On a credit card, the grace period is the time between the end of your billing cycle and the due date for payment. The period when your credit card company adds up all account activity for the previous month and generates a credit card statement is known as a statement closing date.
This date is when all your payments and purchases for the previous month are tallied. Any transaction after this date will be added to the next month’s statement.
According to federal law, the due date for payment for every credit card must be at least 21 days after the statement closing date and fall on the same day each month. Hence, if payment is made by the due date, a grace period is granted to the cardholder for the next billing cycle.
During this grace period, no interest charges are made on purchases until the cycle’s due date.

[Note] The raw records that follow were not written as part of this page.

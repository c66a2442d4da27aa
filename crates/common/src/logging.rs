//! Logging setup and configuration

use tracing_subscriber::{EnvFilter, fmt, prelude::*};

/// Setup tracing subscriber for the application
///
/// `RUST_LOG` takes precedence over `default_level`. Thread names are printed
/// so that records from the bus worker thread can be told apart.
pub fn setup_logging(default_level: &str) -> crate::Result<()> {
    let filter = match EnvFilter::try_from_default_env() {
        Ok(filter) => filter,
        Err(_) => parse_filter(default_level)?,
    };

    tracing_subscriber::registry()
        .with(filter)
        .with(fmt::layer().with_thread_names(true))
        .try_init()
        .map_err(|e| crate::Error::Config(format!("Logging already initialized: {}", e)))
}

/// Parse a filter directive such as `info` or `bus=debug,warn`
pub fn parse_filter(directives: &str) -> crate::Result<EnvFilter> {
    EnvFilter::try_new(directives)
        .map_err(|e| crate::Error::Config(format!("Invalid log filter '{}': {}", directives, e)))
}
//! Fixed-size plug-in and unplug request records
//!
//! Requests reach the bus as raw byte buffers. Each record starts with its own
//! size so that the bus can reject truncated or over-long buffers before any
//! field is interpreted.
//!
//! # Layout
//!
//! All integers are little-endian and packed without padding:
//! ```text
//! PlugIn: [size: u32][serial_no: u32][target_type: u32][vendor_id: u16][product_id: u16]  (16 bytes)
//! Unplug: [size: u32][serial_no: u32]                                                   ( 8 bytes)
//! ```

use crate::error::{BusError, InvalidParameter, Result};
use crate::types::{SerialNo, TargetKind, VendorProduct};
use byteorder::{LittleEndian, ReadBytesExt};
use std::io::{self, Cursor, Read, Write};

/// Size of an encoded [`PlugInRecord`]
pub const PLUGIN_RECORD_SIZE: usize = 16;

/// Size of an encoded [`UnplugRecord`]
pub const UNPLUG_RECORD_SIZE: usize = 8;

/// Request to plug in a new virtual target
#[derive(Debug, Clone, Copy, PartialEq, Eq)]
pub struct PlugInRecord {
    /// Declared record size, must equal [`PLUGIN_RECORD_SIZE`]
    pub size: u32,
    /// Caller-chosen serial number (non-zero)
    pub serial_no: SerialNo,
    /// Raw target type tag, see [`TargetKind`]
    pub target_type: u32,
    /// Vendor ID override (0 = use default)
    pub vendor_id: u16,
    /// Product ID override (0 = use default)
    pub product_id: u16,
}

impl PlugInRecord {
    /// Create a correctly sized record using the default IDs of `kind`
    pub fn new(serial_no: SerialNo, kind: TargetKind) -> Self {
        Self {
            size: PLUGIN_RECORD_SIZE as u32,
            serial_no,
            target_type: kind.as_raw(),
            vendor_id: 0,
            product_id: 0,
        }
    }

    /// Override the vendor/product IDs
    pub fn with_ids(mut self, vendor_id: u16, product_id: u16) -> Self {
        self.vendor_id = vendor_id;
        self.product_id = product_id;
        self
    }

    /// Requested ID override as carried in the record
    pub fn ids(&self) -> VendorProduct {
        VendorProduct::new(self.vendor_id, self.product_id)
    }

    /// Check the declared size against the record layout
    pub fn check_size(&self) -> Result<()> {
        check_declared(PLUGIN_RECORD_SIZE, self.size as usize, PLUGIN_RECORD_SIZE)
    }

    /// Decode a record from a transport buffer
    pub fn decode(buf: &[u8]) -> Result<Self> {
        check_buffer(buf, PLUGIN_RECORD_SIZE)?;
        Self::read_from(&mut Cursor::new(buf)).map_err(|_| truncated(buf, PLUGIN_RECORD_SIZE))
    }

    /// Read a record from a reader without size validation
    pub fn read_from<R: Read>(reader: &mut R) -> io::Result<Self> {
        Ok(Self {
            size: reader.read_u32::<LittleEndian>()?,
            serial_no: SerialNo(reader.read_u32::<LittleEndian>()?),
            target_type: reader.read_u32::<LittleEndian>()?,
            vendor_id: reader.read_u16::<LittleEndian>()?,
            product_id: reader.read_u16::<LittleEndian>()?,
        })
    }

    /// Encode the record
    pub fn to_bytes(&self) -> Vec<u8> {
        let mut buf = Vec::with_capacity(PLUGIN_RECORD_SIZE);
        buf.extend_from_slice(&self.size.to_le_bytes());
        buf.extend_from_slice(&self.serial_no.0.to_le_bytes());
        buf.extend_from_slice(&self.target_type.to_le_bytes());
        buf.extend_from_slice(&self.vendor_id.to_le_bytes());
        buf.extend_from_slice(&self.product_id.to_le_bytes());
        buf
    }

    /// Write the encoded record to a writer
    pub fn write_to<W: Write>(&self, writer: &mut W) -> io::Result<()> {
        writer.write_all(&self.to_bytes())
    }
}

/// Request to unplug one target, or every target with serial number 0
#[derive(Debug, Clone, Copy, PartialEq, Eq)]
pub struct UnplugRecord {
    /// Declared record size, must equal [`UNPLUG_RECORD_SIZE`]
    pub size: u32,
    /// Serial number to unplug ([`SerialNo::ALL`] = wildcard)
    pub serial_no: SerialNo,
}

impl UnplugRecord {
    pub fn new(serial_no: SerialNo) -> Self {
        Self {
            size: UNPLUG_RECORD_SIZE as u32,
            serial_no,
        }
    }

    /// Wildcard record: every target the caller may unplug
    pub fn all() -> Self {
        Self::new(SerialNo::ALL)
    }

    pub fn check_size(&self) -> Result<()> {
        check_declared(UNPLUG_RECORD_SIZE, self.size as usize, UNPLUG_RECORD_SIZE)
    }

    /// Decode a record from a transport buffer
    pub fn decode(buf: &[u8]) -> Result<Self> {
        check_buffer(buf, UNPLUG_RECORD_SIZE)?;
        Self::read_from(&mut Cursor::new(buf)).map_err(|_| truncated(buf, UNPLUG_RECORD_SIZE))
    }

    pub fn read_from<R: Read>(reader: &mut R) -> io::Result<Self> {
        Ok(Self {
            size: reader.read_u32::<LittleEndian>()?,
            serial_no: SerialNo(reader.read_u32::<LittleEndian>()?),
        })
    }

    pub fn to_bytes(&self) -> Vec<u8> {
        let mut buf = Vec::with_capacity(UNPLUG_RECORD_SIZE);
        buf.extend_from_slice(&self.size.to_le_bytes());
        buf.extend_from_slice(&self.serial_no.0.to_le_bytes());
        buf
    }

    pub fn write_to<W: Write>(&self, writer: &mut W) -> io::Result<()> {
        writer.write_all(&self.to_bytes())
    }
}

/// Read the leading size field, if the buffer is long enough to hold one
fn declared_size(buf: &[u8]) -> usize {
    let mut cursor = Cursor::new(buf);
    cursor
        .read_u32::<LittleEndian>()
        .map(|size| size as usize)
        .unwrap_or(0)
}

/// Both the declared size and the buffer length must equal the record size
fn check_buffer(buf: &[u8], expected: usize) -> Result<()> {
    check_declared(expected, declared_size(buf), buf.len())
}

fn check_declared(expected: usize, declared: usize, actual: usize) -> Result<()> {
    if declared != expected || actual != declared {
        return Err(BusError::InvalidParameter(InvalidParameter::SizeMismatch {
            expected,
            declared,
            actual,
        }));
    }
    Ok(())
}

fn truncated(buf: &[u8], expected: usize) -> BusError {
    BusError::InvalidParameter(InvalidParameter::SizeMismatch {
        expected,
        declared: declared_size(buf),
        actual: buf.len(),
    })
}

#[cfg(test)]
mod tests {
    use super::*;

    #[test]
    fn test_plugin_layout() {
        let record =
            PlugInRecord::new(SerialNo(7), TargetKind::DualShock4Wired).with_ids(0x1234, 0xABCD);
        let bytes = record.to_bytes();

        assert_eq!(bytes.len(), PLUGIN_RECORD_SIZE);
        assert_eq!(&bytes[0..4], &16u32.to_le_bytes());
        assert_eq!(&bytes[4..8], &7u32.to_le_bytes());
        assert_eq!(&bytes[8..12], &2u32.to_le_bytes());
        assert_eq!(&bytes[12..14], &0x1234u16.to_le_bytes());
        assert_eq!(&bytes[14..16], &0xABCDu16.to_le_bytes());
    }

    #[test]
    fn test_plugin_decode() {
        let record = PlugInRecord::new(SerialNo(3), TargetKind::Xbox360Wired);
        let decoded = PlugInRecord::decode(&record.to_bytes()).unwrap();
        assert_eq!(decoded, record);
    }

    #[test]
    fn test_unplug_layout() {
        let bytes = UnplugRecord::all().to_bytes();
        assert_eq!(bytes, vec![8, 0, 0, 0, 0, 0, 0, 0]);
    }

    #[test]
    fn test_declared_size_mismatch() {
        let mut record = PlugInRecord::new(SerialNo(1), TargetKind::Xbox360Wired);
        record.size = 12;
        let err = PlugInRecord::decode(&record.to_bytes()).unwrap_err();
        assert_eq!(
            err,
            BusError::InvalidParameter(InvalidParameter::SizeMismatch {
                expected: 16,
                declared: 12,
                actual: 16,
            })
        );
    }

    #[test]
    fn test_trailing_bytes_rejected() {
        let mut bytes = UnplugRecord::new(SerialNo(1)).to_bytes();
        bytes.push(0);
        assert!(matches!(
            UnplugRecord::decode(&bytes),
            Err(BusError::InvalidParameter(InvalidParameter::SizeMismatch {
                actual: 9,
                ..
            }))
        ));
    }

    #[test]
    fn test_short_buffer_rejected() {
        assert!(matches!(
            UnplugRecord::decode(&[8, 0]),
            Err(BusError::InvalidParameter(InvalidParameter::SizeMismatch {
                declared: 0,
                actual: 2,
                ..
            }))
        ));
    }
}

This means that during the grace period, the credit card company is basically lending money to you for free with no interest. Also, grace periods can be renewed, so if you pay the bill for that cycle by the due date, the grace period renews for another cycle.
However, grace periods only apply to purchases and not cash advances or credit card checks. Credit card companies are not legally required to grant grace periods to their customers, but most issuers tend to provide this service.
With proper credit monitoring, you can increase the length of grace periods. By properly planning your purchases, you can make sure that there is no interest incurred during the periods you purchase goods or services.
In situations where you cannot afford the full payment, it is advisable to make the minimum payment. Even though you might lose the grace period, you won’t negatively impact your credit score or pay a late fee.
Does a Grace Period Impact My Credit Scores?
Late payments can only be reported to credit bureaus when the amount is unpaid for 30 or more days. In most circumstances, any payment made during a grace period does not affect the card holder’s credit.
If the cardholder does not pay the due payment during the grace period, they can incur interest and late fees on the account they hold.
If the payment is still not paid 30 days or more after the due date, the lender or creditor has the right to report the cardholder to the three major credit bureaus in addition to interest and late fees. Bad payment history can then reflect on the holder’s credit report, which then negatively affects credit scores.
In addition to the late fees that can be accrued due to late payment, other consequences might be incurred on the credit debtor, such as an increase in the interest rate and considerable negative affect to the credit score of the debtor.
One way to keep an eye on your credit scores is to sign up for a credit monitoring service, such as MyScoreIQ. A credit monitoring service can help you know if missed payments are listed in your credit report.
Grace periods granted by credit card companies are a specific number of days where no interest is accrued for purchases made by a cardholder. A credit card grace period is usually around 21 days or more and is only granted if the cardholder makes their payment in due time.
A credit card grace period is the time between the end of a billing cycle and the due date for payment. No credit card company is obligated by law to grant customers grace periods, but a grace period is offered by most of them.
During credit card grace periods, a cardholder’s credit score is usually not affected. However, if payment is not made by the due date, creditors can report the debtor to the three major credit bureaus, negatively affecting their credit scores.